Die schwierige Marktsituation bahnte sich bereits seit mehreren Jahren an. Seit 2022 hat sie sich aufgrund einer Kombination mehrerer Faktoren noch verschärft. Besonders betroffen sind Berufsimker, die ihren Honig in Fässern verkaufen, aber auch in anderen Bereichen des Sektors sind die Auswirkungen inzwischen zu spüren. Die Folgen sind unter anderem das Sterben von Imkereibetrieben. Dies wirkt sich aber nicht nur auf die Honigerzeugung, sondern auch auf die Ernährungssicherheit in der EU aus. Schon jetzt gibt es in einigen Regionen der EU nicht genügend Bienenvölker, um die landwirtschaftlichen Kulturen ausreichend zu bestäuben. Werden immer mehr Imkereien aus dem Geschäft gedrängt, wird die Bestäubung zahlreicher landwirtschaftlicher Kulturen auf dem Spiel stehen.

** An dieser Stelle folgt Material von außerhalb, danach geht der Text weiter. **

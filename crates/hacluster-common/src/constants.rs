//! Shared constants for hacluster components.

/// Default location of the rendered corosync configuration
pub const DEFAULT_COROSYNC_CONF: &str = "/etc/corosync/corosync.conf";

/// Corosync reserves node id 0, so every derived id is shifted by this
pub const COROSYNC_NODE_ID_OFFSET: u32 = 1000;

/// Default timeout for any external process (5 minutes)
pub const DEFAULT_COMMAND_TIMEOUT_SECS: u64 = 300;

/// Peer relation between hacluster units
pub const DEFAULT_PEER_RELATION: &str = "hanode";

/// Relation to the principal charm being clustered
pub const DEFAULT_HA_RELATION: &str = "ha";

/// How many times a missing package may trigger the fallback source
pub const MAX_PACKAGE_SOURCE_RETRIES: u32 = 1;

/// MAAS client defaults
pub mod maas {
    /// CLI executable
    pub const CLI: &str = "maas-cli";

    /// Package providing the CLI
    pub const PACKAGE: &str = "maas-cli";

    /// Fallback package source when the package is unknown to the cache
    pub const STABLE_PPA: &str = "ppa:maas-maintainers/stable";

    /// Login profile used for every session
    pub const PROFILE_NAME: &str = "maas-juju-hacluster";
}

/// Charm configuration keys
pub mod config_keys {
    pub const DEBUG: &str = "debug";
    pub const PREFER_IPV6: &str = "prefer-ipv6";
    pub const MCAST_PORT: &str = "corosync_mcastport";
    pub const MCAST_ADDR: &str = "corosync_mcastaddr";
    pub const TRANSPORT: &str = "corosync_transport";
    pub const BIND_IFACE: &str = "corosync_bindiface";
}

/// Relation data keys
pub mod relation_keys {
    /// Address every unit publishes on its relations
    pub const PRIVATE_ADDRESS: &str = "private-address";

    /// Interface the principal wants corosync bound to
    pub const BIND_IFACE: &str = "corosync_bindiface";

    /// Multicast port offered by the principal
    pub const MCAST_PORT: &str = "corosync_mcastport";
}

/// Environment variable carrying the local unit name during hook execution
pub const UNIT_NAME_ENV: &str = "JUJU_UNIT_NAME";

Wenn Imker ihren Honig nicht verkaufen können …
BeeLife und das Pollinator-Hub-Team haben zusammen mit dem Deutschen Imkerbund und Copa-Cogeca Handels- und Produktionsdaten von Eurostat, Trade Map und FAOSTAT aus dem Imkereisektor und dem Honigmarkt ausgewertet, um ein klares Bild von der Lage des Sektors zu zeichnen. Sie haben ihren Bericht nun auf der EU-Plattform Pollinator Hub veröffentlicht. Die wichtigsten Ergebnisse sind im Folgenden zusammengefasst:
– Es wird zu viel Honig in die EU importiert, darunter gepanschter Honig und „Honig“, der nicht der Definition von Honig als Naturprodukt gemäß der EU-Honigrichtlinie entspricht.

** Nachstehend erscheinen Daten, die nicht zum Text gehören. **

//! Corosync membership rendering.
//!
//! Implements:
//! - Peer discovery over the peer relation (IPv4 or IPv6)
//! - Template context assembly from charm config and the principal
//! - Rendering and writing corosync.conf

mod context;
mod peers;
mod template;

use template::render_config;

use hacluster_common::HaclusterError;
use std::path::{Path, PathBuf};
use std::sync::Arc;

use crate::config::AppConfig;
use crate::hookenv::{CharmConfig, Relations};
use crate::network::AddressResolver;

/// Renderer settings taken from the tool configuration
#[derive(Debug, Clone)]
pub struct RendererSettings {
    /// Target file, written in full on every emit
    pub conf_path: PathBuf,
    pub peer_relation: String,
    pub ha_relation: String,
}

impl From<&AppConfig> for RendererSettings {
    fn from(config: &AppConfig) -> Self {
        Self {
            conf_path: config.corosync_conf.clone(),
            peer_relation: config.peer_relation.clone(),
            ha_relation: config.ha_relation.clone(),
        }
    }
}

/// Builds corosync.conf from the deployment system's view of the cluster
pub struct CorosyncRenderer {
    config: Arc<dyn CharmConfig>,
    relations: Arc<dyn Relations>,
    resolver: Arc<dyn AddressResolver>,
    settings: RendererSettings,
}

impl CorosyncRenderer {
    pub fn new(
        config: Arc<dyn CharmConfig>,
        relations: Arc<dyn Relations>,
        resolver: Arc<dyn AddressResolver>,
        settings: RendererSettings,
    ) -> Self {
        Self {
            config,
            relations,
            resolver,
            settings,
        }
    }

    pub fn conf_path(&self) -> &Path {
        &self.settings.conf_path
    }

    /// Rendered file contents, `None` if the configuration is incomplete
    pub async fn render(&self) -> Result<Option<String>, HaclusterError> {
        Ok(self.context().await?.as_ref().map(render_config))
    }

    /// Render and write the configuration file.
    ///
    /// Returns false when the configuration is incomplete or the file could
    /// not be written.
    pub async fn emit(&self) -> Result<bool, HaclusterError> {
        match self.render().await? {
            Some(text) => Ok(emit_config(self.conf_path(), &text).await),
            None => Ok(false),
        }
    }
}

/// Write `text` to `path`, creating parent directories as needed
pub async fn emit_config(path: &Path, text: &str) -> bool {
    let result = async {
        if let Some(parent) = path.parent().filter(|p| !p.as_os_str().is_empty()) {
            tokio::fs::create_dir_all(parent).await?;
        }
        tokio::fs::write(path, text).await
    }
    .await;

    match result {
        Ok(()) => {
            tracing::info!(path = %path.display(), bytes = text.len(), "Wrote corosync configuration");
            true
        }
        Err(e) => {
            tracing::error!(path = %path.display(), error = %e, "Could not write corosync configuration");
            false
        }
    }
}

#[cfg(test)]
pub(crate) mod tests {
    use super::*;
    use crate::testing::{FakeConfig, FakeRelations, FakeResolver};

    pub(crate) fn renderer(
        config: FakeConfig,
        relations: FakeRelations,
        resolver: FakeResolver,
    ) -> (Arc<FakeResolver>, CorosyncRenderer) {
        renderer_at(config, relations, resolver, PathBuf::from("/nonexistent/corosync.conf"))
    }

    fn renderer_at(
        config: FakeConfig,
        relations: FakeRelations,
        resolver: FakeResolver,
        conf_path: PathBuf,
    ) -> (Arc<FakeResolver>, CorosyncRenderer) {
        let resolver = Arc::new(resolver);
        let settings = RendererSettings {
            conf_path,
            peer_relation: "hanode".to_string(),
            ha_relation: "ha".to_string(),
        };
        let renderer = CorosyncRenderer::new(
            Arc::new(config),
            Arc::new(relations),
            resolver.clone(),
            settings,
        );
        (resolver, renderer)
    }

    fn relations() -> FakeRelations {
        FakeRelations::new("hanode/0")
            .private_address("10.0.0.1")
            .unit("hanode", "hanode:1", "hanode/1")
            .data("hanode:1", "hanode/1", "private-address", "10.0.0.2")
            .unit("ha", "ha:2", "keystone/0")
            .data("ha:2", "keystone/0", "corosync_bindiface", "eth0")
    }

    fn config(debug: bool) -> FakeConfig {
        FakeConfig::new()
            .set("debug", debug)
            .set("prefer-ipv6", false)
            .set("corosync_mcastport", "1234")
            .set("corosync_transport", "udpu")
            .set("corosync_mcastaddr", "corosync_mcastaddr")
    }

    async fn check_debug(enabled: bool) {
        let dir = tempfile::tempdir().unwrap();
        let path = dir.path().join("corosync.conf");
        let (resolver, renderer) = renderer_at(config(enabled), relations(), FakeResolver::new(), path.clone());

        let ctx = renderer.context().await.unwrap().unwrap();
        assert_eq!(ctx.debug, enabled);

        let mut lookups = resolver.host_lookups();
        lookups.sort();
        assert_eq!(lookups, vec!["10.0.0.1", "10.0.0.2"]);
        assert_eq!(resolver.ipv6_lookups(), 0);

        assert!(renderer.emit().await.unwrap());

        let content = std::fs::read_to_string(&path).unwrap();
        let pattern = if enabled { "debug: on\n" } else { "debug: off\n" };
        assert_eq!(content.matches(pattern).count(), 2, "{content}");
    }

    #[tokio::test]
    async fn test_debug_on() {
        check_debug(true).await;
    }

    #[tokio::test]
    async fn test_debug_off() {
        check_debug(false).await;
    }

    #[tokio::test]
    async fn test_emit_is_idempotent() {
        let dir = tempfile::tempdir().unwrap();
        let path = dir.path().join("etc").join("corosync").join("corosync.conf");
        let (_, renderer) = renderer_at(config(true), relations(), FakeResolver::new(), path.clone());

        assert!(renderer.emit().await.unwrap());
        let first = std::fs::read(&path).unwrap();
        assert!(renderer.emit().await.unwrap());
        let second = std::fs::read(&path).unwrap();

        assert_eq!(first, second);
    }

    #[tokio::test]
    async fn test_emit_skips_incomplete_config() {
        let dir = tempfile::tempdir().unwrap();
        let path = dir.path().join("corosync.conf");
        let config = FakeConfig::new().set("corosync_transport", "udp");
        let (_, renderer) = renderer_at(config, relations(), FakeResolver::new(), path.clone());

        assert!(!renderer.emit().await.unwrap());
        assert!(!path.exists());
    }

    #[tokio::test]
    async fn test_emit_config_reports_write_failure() {
        let dir = tempfile::tempdir().unwrap();
        // A directory cannot be overwritten as a file
        assert!(!emit_config(dir.path(), "totem {}\n").await);
    }
}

– Die Einfuhrpreise sind zu niedrig, als dass Imkereien in der EU mit ihnen konkurrieren könnten. Bei einigen Preisen handelt es sich höchstwahrscheinlich um Dumpingpreise.
– Die Lagerbestände an billigem Importhonig sind zu groß.
– Die Nachfrage nach Honig ist zurückgegangen.
– Die Produktionskosten für Honig in der EU sind in kurzer Zeit erheblich gestiegen.
Erforderliche Maßnahmen
Um das Überleben des Imkereisektors in der EU nicht weiter zu gefährden, muss die Politik sowohl auf EU- als auch auf nationaler Ebene handeln. Einige der wichtigsten Forderungen an die Politik sind:
– Die Einhaltung der Vorschriften für Honig muss verstärkt kontrolliert werden. Um Honigbetrug zurückdrängen zu können, müssen moderne Analysemethoden standardisiert und amtlich anerkannt werden. Für diesen Prozess ist eine EU-weite Honig-Datenbank notwendig. Darüber hinaus sollten neue, vielversprechende Analysemethoden getestet werden, um sie in das offizielle Methodenrepertoire aufzunehmen.
– Die Rückverfolgbarkeit des Honigs bis hin zur erzeugenden Imkerei auch in Drittstaaten muss als wichtiges Instrument zur Betrugsbekämpfung so schnell wie möglich eingeführt werden.
– Das Vertrauen der Verbraucher muss wiederhergestellt werden, um die Vermarktung von EU-Honig zu unterstützen.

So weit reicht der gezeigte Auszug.